/Zoonomia_biodiversity

Scripts for data generation and analysis of genomic correlates of extinction risk across 240 mammal species

Primary LanguageR

Zoonomia_biodiversity

Scripts for data generation and analysis of genomic correlates of extinction risk across 240 mammal species Scripts for data generation and analysis of genomic correlates of extinction risk across 240 mammal species in the Zoonomia multispecies genome alignment.

Below is a brief description of the scripts used for data generation and analysis.

  1. CallBranchMutations.sh For a given species in the HAL alignment, runs the halBranchMutations and halLiftover functions from the Comparative Genomics Toolkit to call derived substitutions relative to the closest reconstructed ancestral node, then assigns phylop scores for substitution positions lifted to human autosomes using bedmap. PhyloP scores were estimated using Phast v 1.5 as described by Christmas et al. (accepted) Science.

  2. IDandFilterHypervariableWindows.R For each species, estimates the distribution of counts of substitutions in 1KB windows across the genome, then identifies outlier windows with more substitutions than expected from a Poisson distribution using the R package alphaOutlier.

  3. Apply_HypervariableFilter.sh Removes identified outlier windows from bed files of substitutions.

  4. SummarizePhyloP_fromBranchMutations.R Compiles phyloP stats (e.g. mean phyloP score, proportion of substitutions at conserved sites, kurtosis of phylop distribution) across species into a matrix

  5. AnnotateCodingMutations.sh Builds databases from gtf annotations for each genome for annotating variants in SnpEff. Annotates heterozygous variants from short read data and substitutions from HAL multispecies alignment. Combines info on phyloP of coding sites.

  6. 50KBwindows_Phylop.sh Takes 50kb windows with mean heterozygosity and ROH status (ROH=0, non-ROH=1) lifted to human genome, adds phylop scores and summarizes all heterozygosity, ROH and phylop stats within windows.

  7. 50KBwindows_Coding.sh Summarizes coding variants and phylop in 50kb windows lifted to the human genome (by Ross Swofford @ Broad Inst.)

  8. GetSingleCopyBUSCOgenes.sh Gets a list of mammalian BUSCO genes for restricting analysis to single copy BUSCO genes.

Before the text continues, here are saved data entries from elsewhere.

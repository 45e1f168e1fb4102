//! Form Engine Integration Tests
//!
//! End-to-end behavior of the navigation and submission state machine, driven
//! only through the public API.
//!
//! Test Categories:
//! - Category 1: Single-section forms
//! - Category 2: Multi-section navigation
//! - Category 3: Definition replacement
//! - Category 4: Submission
//! - Category 5: Loosely specified definitions

use async_trait::async_trait;
use formflow_forms::{
	ChangeEvent, EngineEffect, FieldOption, FieldSchema, FieldType, FieldValue, FormDefinition,
	FormEngine, FormSubmitter, FormValues, Navigation, SUBMIT_BLOCKED_NOTICE, Section,
	SharedFormEngine, SubmitError,
};
use parking_lot::Mutex;
use rstest::{fixture, rstest};
use std::sync::Arc;
use tokio::sync::Notify;

#[fixture]
fn single_name_form() -> FormDefinition {
	FormDefinition::new("single", "Single", "1").with_section(
		Section::new(1, "Basics")
			.with_field(FieldSchema::new("name", FieldType::Text, "Name").required(true)),
	)
}

#[fixture]
fn two_section_form() -> FormDefinition {
	FormDefinition::new("registration", "Registration", "2.1")
		.with_section(
			Section::new(1, "Personal")
				.with_description("Tell us about yourself")
				.with_field(FieldSchema::new("name", FieldType::Text, "Name").required(true))
				.with_field(
					FieldSchema::new("country", FieldType::Dropdown, "Country").with_options(vec![
						FieldOption::new("in", "India"),
						FieldOption::new("us", "United States"),
					]),
				),
		)
		.with_section(
			Section::new(2, "Contact")
				.with_field(FieldSchema::new("email", FieldType::Email, "Email").required(true))
				.with_field(FieldSchema::new("phone", FieldType::Tel, "Phone"))
				.with_field(
					FieldSchema::new("terms", FieldType::Checkbox, "Terms")
						.required(true)
						.with_validation_message("You must accept the terms"),
				),
		)
}

/// Records every submission it receives.
#[derive(Default)]
struct RecordingSubmitter {
	calls: Mutex<Vec<(String, FormValues)>>,
	fail: bool,
}

#[async_trait]
impl FormSubmitter for RecordingSubmitter {
	async fn submit(&self, form_id: &str, values: &FormValues) -> anyhow::Result<()> {
		self.calls.lock().push((form_id.to_string(), values.clone()));
		if self.fail {
			anyhow::bail!("service unavailable");
		}
		Ok(())
	}
}

/// Blocks until released, so tests can act while a submission is in flight.
struct GatedSubmitter {
	started: Notify,
	release: Notify,
}

#[async_trait]
impl FormSubmitter for GatedSubmitter {
	async fn submit(&self, _form_id: &str, _values: &FormValues) -> anyhow::Result<()> {
		self.started.notify_one();
		self.release.notified().await;
		Ok(())
	}
}

// ============================================================================
// Category 1: Single-section forms
// ============================================================================

/// Empty required field blocks navigation and records an error
#[rstest]
fn test_required_empty_blocks_navigation(single_name_form: FormDefinition) {
	// Arrange
	let mut engine = FormEngine::new(single_name_form);
	engine.set_field_value("name", "");

	// Act
	let navigation = engine.go_to_next_section();

	// Assert
	assert_eq!(navigation, Navigation::Blocked { invalid_fields: 1 });
	assert_eq!(engine.current_section_index(), 0);
	assert!(engine.error("name").is_some_and(|message| !message.is_empty()));
}

/// Next on the last section validates but does not move
#[rstest]
fn test_next_on_last_section_is_noop(single_name_form: FormDefinition) {
	let mut engine = FormEngine::new(single_name_form);
	engine.set_field_value("name", "Alice");

	let navigation = engine.go_to_next_section();

	assert_eq!(navigation, Navigation::AtBoundary);
	assert_eq!(engine.current_section_index(), 0);
	assert!(engine.is_current_section_valid());
	assert_eq!(engine.errors().get("name"), Some(&None));
	assert!(engine.take_effects().is_empty());
}

/// Optional email with a bad value fails on format, empty passes
#[rstest]
fn test_optional_email_format() {
	let field = FieldSchema::new("email", FieldType::Email, "Email");
	let engine = FormEngine::new(
		FormDefinition::new("f", "F", "1").with_section(Section::new(1, "S").with_field(field.clone())),
	);

	let bad = engine.validate_field(&field, Some(&FieldValue::from("not-an-email")));
	let empty = engine.validate_field(&field, Some(&FieldValue::from("")));

	assert_eq!(
		bad.as_deref(),
		Some("Please enter a valid email address for Email.")
	);
	assert_eq!(empty, None);
}

// ============================================================================
// Category 2: Multi-section navigation
// ============================================================================

/// Valid first section advances and queues a scroll effect
#[rstest]
fn test_advance_through_sections(two_section_form: FormDefinition) {
	let mut engine = FormEngine::new(two_section_form);
	engine.handle_change(&ChangeEvent::input("name", "Asha"));

	let navigation = engine.go_to_next_section();

	assert_eq!(navigation, Navigation::Moved { from: 0, to: 1 });
	assert!(engine.is_last_section());
	assert_eq!(engine.take_effects(), vec![EngineEffect::ScrollToTop]);
	assert_eq!(engine.current_section().map(|s| s.title.as_str()), Some("Contact"));
}

/// Previous works with invalid data and keeps every value
#[rstest]
fn test_previous_always_allowed(two_section_form: FormDefinition) {
	// Arrange
	let mut engine = FormEngine::new(two_section_form);
	engine.set_field_value("name", "Asha");
	engine.go_to_next_section();
	engine.set_field_value("email", "broken");
	engine.go_to_next_section();
	assert!(engine.error("email").is_some());

	// Act
	let navigation = engine.go_to_previous_section();

	// Assert
	assert_eq!(navigation, Navigation::Moved { from: 1, to: 0 });
	assert_eq!(engine.value("email"), Some(&FieldValue::from("broken")));
	assert!(engine.error("email").is_some());
}

/// Editing a field clears only that field's error
#[rstest]
fn test_edit_clears_error_until_next_validation(two_section_form: FormDefinition) {
	let mut engine = FormEngine::new(two_section_form);
	engine.go_to_next_section();
	assert!(engine.error("name").is_some());

	engine.set_field_value("name", " ");
	assert_eq!(engine.error("name"), None);

	let navigation = engine.go_to_next_section();
	assert_eq!(navigation, Navigation::Blocked { invalid_fields: 1 });
	assert_eq!(engine.error("name"), Some("Name is required."));
}

// ============================================================================
// Category 3: Definition replacement
// ============================================================================

/// Loading a different definition resets all state
#[rstest]
fn test_replacing_definition_resets_state(
	single_name_form: FormDefinition,
	two_section_form: FormDefinition,
) {
	// Arrange
	let mut engine = FormEngine::new(two_section_form);
	engine.set_field_value("name", "Asha");
	engine.go_to_next_section();
	engine.set_field_value("email", "x");
	engine.go_to_next_section();

	// Act
	let reset = engine.load(single_name_form);

	// Assert
	assert!(reset);
	assert!(engine.values().is_empty());
	assert!(engine.errors().is_empty());
	assert_eq!(engine.current_section_index(), 0);
	assert!(!engine.is_submitting());
	assert!(engine.take_effects().is_empty());
}

/// Re-supplying the same definition keeps state
#[rstest]
fn test_same_definition_keeps_state(two_section_form: FormDefinition) {
	let form = Arc::new(two_section_form);
	let mut engine = FormEngine::new(Arc::clone(&form));
	engine.set_field_value("name", "Asha");

	let reset = engine.load(Arc::clone(&form));

	assert!(!reset);
	assert_eq!(engine.value("name"), Some(&FieldValue::from("Asha")));
}

// ============================================================================
// Category 4: Submission
// ============================================================================

/// Invalid final section blocks submission without calling the collaborator
#[rstest]
fn test_invalid_final_section_blocks_submit(two_section_form: FormDefinition) {
	// Arrange
	let mut engine = FormEngine::new(two_section_form);
	engine.set_field_value("name", "Asha");
	engine.go_to_next_section();
	engine.set_field_value("email", "a@example.com");
	engine.set_field_value("phone", "not a phone");
	engine.set_field_value("terms", true);
	engine.take_effects();
	let mut called = false;

	// Act
	let result = engine.submit_with(|_, _| {
		called = true;
		Ok::<(), String>(())
	});

	// Assert
	assert!(!called);
	assert!(!engine.is_submitting());
	match result {
		Err(SubmitError::Invalid { section, errors }) => {
			assert_eq!(section, 1);
			assert_eq!(
				errors.get("phone").map(String::as_str),
				Some("Please enter a valid phone number for Phone.")
			);
			assert_eq!(errors.len(), 1);
		}
		other => panic!("Expected Invalid, got {:?}", other),
	}
	assert!(engine.error("phone").is_some());
	assert_eq!(
		engine.take_effects(),
		vec![EngineEffect::Notice(SUBMIT_BLOCKED_NOTICE.to_string())]
	);
}

/// Successful submission hands off the values of every section
#[rstest]
#[tokio::test]
async fn test_shared_submit_collects_all_sections(two_section_form: FormDefinition) {
	// Arrange
	let shared = SharedFormEngine::new(FormEngine::new(two_section_form));
	shared.handle_change(&ChangeEvent::input("name", "Asha"));
	shared.handle_change(&ChangeEvent::input("country", "in"));
	shared.go_to_next_section();
	shared.handle_change(&ChangeEvent::input("email", "asha@example.com"));
	shared.handle_change(&ChangeEvent::checkbox("terms", true));
	let submitter = RecordingSubmitter::default();

	// Act
	let result = shared.submit(&submitter).await;

	// Assert
	assert!(result.is_ok());
	assert!(!shared.is_submitting());
	let calls = submitter.calls.lock();
	assert_eq!(calls.len(), 1);
	let (form_id, values) = &calls[0];
	assert_eq!(form_id, "registration");
	assert_eq!(values.get("name"), Some(&FieldValue::from("Asha")));
	assert_eq!(values.get("country"), Some(&FieldValue::from("in")));
	assert_eq!(values.get("terms"), Some(&FieldValue::Bool(true)));
	assert!(
		shared
			.take_effects()
			.contains(&EngineEffect::SubmissionSettled { succeeded: true })
	);
}

/// A failing collaborator still settles the submitting flag
#[rstest]
#[tokio::test]
async fn test_shared_submit_failure_settles(single_name_form: FormDefinition) {
	let shared = SharedFormEngine::new(FormEngine::new(single_name_form));
	shared.set_field_value("name", "Asha");
	let submitter = RecordingSubmitter {
		fail: true,
		..Default::default()
	};

	let result = shared.submit(&submitter).await;

	assert_eq!(
		result,
		Err(SubmitError::Failed {
			message: "service unavailable".to_string()
		})
	);
	assert!(!shared.is_submitting());
	assert_eq!(submitter.calls.lock().len(), 1);
}

/// Completion of a submission for a replaced definition is dropped
#[rstest]
#[tokio::test]
async fn test_stale_completion_does_not_touch_new_form(
	single_name_form: FormDefinition,
	two_section_form: FormDefinition,
) {
	// Arrange
	let shared = SharedFormEngine::new(FormEngine::new(single_name_form));
	shared.set_field_value("name", "Asha");
	let submitter = Arc::new(GatedSubmitter {
		started: Notify::new(),
		release: Notify::new(),
	});

	let task = {
		let shared = shared.clone();
		let submitter = Arc::clone(&submitter);
		tokio::spawn(async move { shared.submit(submitter.as_ref()).await })
	};
	submitter.started.notified().await;
	assert!(shared.is_submitting());

	// Act: replace the form while the submission is in flight
	shared.load(two_section_form);
	shared.with_mut(|engine| {
		engine.set_field_value("name", "Ravi");
		engine.go_to_next_section();
	});
	submitter.release.notify_one();
	let result = task.await.unwrap();

	// Assert
	assert!(result.is_ok());
	let snapshot = shared.snapshot();
	assert_eq!(snapshot.form_id, "registration");
	assert_eq!(snapshot.current_section_index, 1);
	assert!(!snapshot.is_submitting);
	assert!(
		!shared
			.take_effects()
			.iter()
			.any(|effect| matches!(effect, EngineEffect::SubmissionSettled { .. }))
	);
}

/// Double submission while in flight is rejected
#[rstest]
#[tokio::test]
async fn test_second_submit_while_in_flight_is_rejected(single_name_form: FormDefinition) {
	let shared = SharedFormEngine::new(FormEngine::new(single_name_form));
	shared.set_field_value("name", "Asha");
	let submitter = Arc::new(GatedSubmitter {
		started: Notify::new(),
		release: Notify::new(),
	});

	let task = {
		let shared = shared.clone();
		let submitter = Arc::clone(&submitter);
		tokio::spawn(async move { shared.submit(submitter.as_ref()).await })
	};
	submitter.started.notified().await;

	let second = shared.submit(&RecordingSubmitter::default()).await;
	submitter.release.notify_one();
	let first = task.await.unwrap();

	assert_eq!(second, Err(SubmitError::AlreadySubmitting));
	assert!(first.is_ok());
	assert!(!shared.is_submitting());
}

// ============================================================================
// Category 5: Loosely specified definitions
// ============================================================================

const LOOSE_FORM: &str = r#"{
	"message": "ok",
	"form": {
		"formTitle": "Loose", "formId": "loose", "version": "1",
		"sections": [{
			"sectionId": 1, "title": "Only", "description": "",
			"fields": [
				{ "fieldId": "size", "type": "dropdown", "label": "Size", "required": true },
				{ "fieldId": "bio", "type": "text", "label": "Bio", "minLength": 10, "maxLength": 5 }
			]
		}]
	}
}"#;

/// A required choice field without options still loads and blocks on empty
#[rstest]
fn test_choice_without_options_is_validated() {
	// Arrange
	let form = FormDefinition::from_json(LOOSE_FORM).unwrap();
	let mut engine = FormEngine::new(form);
	engine.set_field_value("bio", "");

	// Act
	let navigation = engine.go_to_next_section();
	let submit = engine.begin_submit();

	// Assert
	assert_eq!(navigation, Navigation::AtBoundary);
	assert_eq!(engine.error("size"), Some("Size is required."));
	assert!(matches!(submit, Err(SubmitError::Invalid { ref errors, .. }) if errors.len() == 1));
}

/// Inverted length bounds are applied as written, min first
#[rstest]
#[case("abcdefg", "Bio must be at least 10 characters long.")]
#[case("abcdefghijkl", "Bio must be no more than 5 characters long.")]
fn test_inverted_length_bounds_are_validated(#[case] bio: &str, #[case] expected: &str) {
	let form = FormDefinition::from_json(LOOSE_FORM).unwrap();
	let field = form.field("bio").unwrap().clone();
	let engine = FormEngine::new(form);

	let error = engine.validate_field(&field, Some(&FieldValue::from(bio)));

	assert_eq!(error.as_deref(), Some(expected));
}
//! Layered client settings.

pub use formflow_conf::*;
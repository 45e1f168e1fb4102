//! Views and transport for formflow forms
//!
//! - [`form`]: turns engine state into controls, sections, navigation and a
//!   whole page, with an HTML renderer
//! - [`auth`]: the explicit session capability
//! - [`api`]: HTTP client for the form-fetch and user-registration endpoints
//!
//! Nothing in this crate changes engine state; views read an
//! [`EngineSnapshot`](formflow_forms::EngineSnapshot) and report user input
//! back as [`ChangeEvent`](formflow_forms::ChangeEvent)s.

pub mod api;
pub mod auth;
pub mod form;

pub use api::{ApiError, CreateUserResponse, FormApiClient};
pub use auth::{AuthError, Session, User};
pub use form::{
	ButtonState, Control, EMPTY_FORM_MESSAGE, FieldProps, FieldRenderer, FormPage,
	HtmlFieldRenderer, InputType, NavigationState, PrimaryAction, SectionView, html_escape,
};
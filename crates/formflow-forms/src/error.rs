use crate::schema::FieldType;
use std::collections::BTreeMap;

/// Errors raised while loading a form definition.
#[non_exhaustive]
#[derive(Debug, thiserror::Error)]
pub enum SchemaError {
	#[error("Invalid form definition JSON: {0}")]
	Json(#[from] serde_json::Error),

	#[error(
		"Field id '{field_id}' is declared in section {first_section} and again in section {second_section}"
	)]
	DuplicateFieldId {
		field_id: String,
		first_section: usize,
		second_section: usize,
	},
}

/// Questionable but loadable parts of a form definition.
///
/// Reported by [`FormDefinition::lint`](crate::schema::FormDefinition::lint);
/// the engine handles every one of them.
#[derive(Debug, Clone, PartialEq, Eq, thiserror::Error)]
pub enum SchemaWarning {
	#[error("Field '{field_id}' of type {field_type} declares no options")]
	MissingOptions {
		field_id: String,
		field_type: FieldType,
	},

	#[error("Field '{field_id}' has minLength {min} greater than maxLength {max}")]
	InvalidLengthBounds {
		field_id: String,
		min: usize,
		max: usize,
	},
}

/// Reasons a submission did not complete.
///
/// Only [`SubmitError::Invalid`] and [`SubmitError::Failed`] occur in normal
/// use; the others report a caller driving the engine out of order.
#[derive(Debug, Clone, PartialEq, Eq, thiserror::Error)]
pub enum SubmitError {
	#[error("Submit requested on section {current} of {total}; only the last section can submit")]
	NotOnLastSection { current: usize, total: usize },

	#[error("A submission is already in flight")]
	AlreadySubmitting,

	#[error("Section {section} has {} invalid field(s)", .errors.len())]
	Invalid {
		section: usize,
		errors: BTreeMap<String, String>,
	},

	#[error("Submission failed: {message}")]
	Failed { message: String },
}

pub type SubmitResult<T> = Result<T, SubmitError>;
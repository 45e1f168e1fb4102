//! Schema-driven multi-step forms
//!
//! This crate holds everything about a dynamic form that does not depend on how
//! it is displayed:
//! - The schema model (`FormDefinition`, `Section`, `FieldSchema`) with its
//!   JSON wire format
//! - A library of stateless validation rules
//! - Per-field validation producing user-facing messages
//! - The navigation and submission state machine (`FormEngine`)
//!
//! Rendering lives in `formflow-pages`.

pub mod engine;
pub mod error;
pub mod field;
pub mod schema;
pub mod submit;
pub mod validators;
pub mod value;

pub use engine::{
	EngineEffect, EngineSnapshot, FormEngine, Navigation, SUBMIT_BLOCKED_NOTICE, SectionValidation,
	SharedFormEngine, SubmitTicket,
};
pub use error::{SchemaError, SchemaWarning, SubmitError, SubmitResult};
pub use field::{
	FieldError, FieldErrorKind, FieldResult, ValidationOptions, validate_field, validate_field_with,
};
pub use schema::{FieldOption, FieldSchema, FieldType, FormDefinition, FormResponse, Section, SectionId};
pub use submit::{FnSubmitter, FormSubmitter, LogSubmitter};
pub use value::{ChangeEvent, FieldValue, FormErrors, FormValues};
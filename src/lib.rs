//! # formflow
//!
//! Schema-driven multi-step forms. A server describes a form as JSON
//! (sections, fields, validation rules) and formflow validates, paginates and
//! collects it without any form-specific code.
//!
//! ## Crates
//!
//! - [`forms`]: schema model, validation rules and the [`FormEngine`]
//! - [`pages`]: field controls, section and page views, HTML rendering,
//!   session capability and API client (feature `pages`)
//! - [`conf`]: settings from defaults, `formflow.toml` and `FORMFLOW_*`
//!   environment variables (feature `conf`)
//!
//! ## Feature Flags
//!
//! - `full` (default) - everything below
//! - `pages` - views and API client
//! - `conf` - layered settings
//!
//! ## Quick Example
//!
//! ```
//! use formflow::prelude::*;
//!
//! let json = r#"{
//!     "formTitle": "Feedback",
//!     "formId": "fb-1",
//!     "version": "1.0",
//!     "sections": [{
//!         "sectionId": 1,
//!         "title": "About you",
//!         "description": "",
//!         "fields": [
//!             { "fieldId": "email", "type": "email", "label": "Email", "required": true }
//!         ]
//!     }]
//! }"#;
//!
//! let mut engine = FormEngine::new(FormDefinition::from_json(json).unwrap());
//! engine.handle_change(&ChangeEvent::input("email", "not-an-email"));
//! assert!(!engine.is_current_section_valid());
//!
//! engine.handle_change(&ChangeEvent::input("email", "asha@example.com"));
//! assert!(engine.submit_with(|_, _| Ok::<(), String>(())).is_ok());
//! ```

#[cfg(feature = "conf")]
pub mod conf;
pub mod forms;
#[cfg(feature = "pages")]
pub mod pages;

pub use formflow_forms::{
	ChangeEvent, EngineSnapshot, FieldSchema, FieldType, FieldValue, FormDefinition, FormEngine,
	Navigation, SchemaError, SchemaWarning, Section, SharedFormEngine, SubmitError,
};

#[cfg(feature = "conf")]
pub use formflow_conf::{ClientSettings, SettingsError};

#[cfg(feature = "pages")]
pub use formflow_pages::{ApiError, FormApiClient, FormPage, HtmlFieldRenderer, Session, User};

/// Common imports for driving a form.
pub mod prelude {
	pub use formflow_forms::{
		ChangeEvent, EngineEffect, FieldValue, FormDefinition, FormEngine, FormSubmitter,
		Navigation, SharedFormEngine, SubmitError,
	};

	#[cfg(feature = "pages")]
	pub use formflow_pages::{FieldRenderer, FormPage, HtmlFieldRenderer};
}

  9. FilterSingleCopyBUSCOgenes.R With GetBUSCOgenenames.sh, compiles list of single copy busco genes.

  10. Summarize_HeterozygVars_snpeff_buscogenes_IMPC.R Combine and summarize coding annotations for heterozygous sites across IMPC-annotated BUSCO genes for each species.

  11. Summarize_HomozygVars_snpeff_buscogenes_IMPC.R Combine and summarize coding annotations for substitutions across IMPC-annotated BUSCO genes for each species.

  12. AdjustHomLoadStats4Mutations.R Compiles datatables with genome-wide heterozygosity, ROH, Ne and homozygous load statistics and adjusts homozygous load statistics for branch lengths.

  13. CombineHomHetCodingMutations.R Summarizes homozygous and heterozygous mutations in protein-coding genes with associated phenotypes categorized by IMPC.

  14. Make50KBmatrices4MLmodels.R Compiles 50KB window-based stats for input to machine learning models

  15. Regressions_Main_text.R Regression analyses reported in main text and supplement.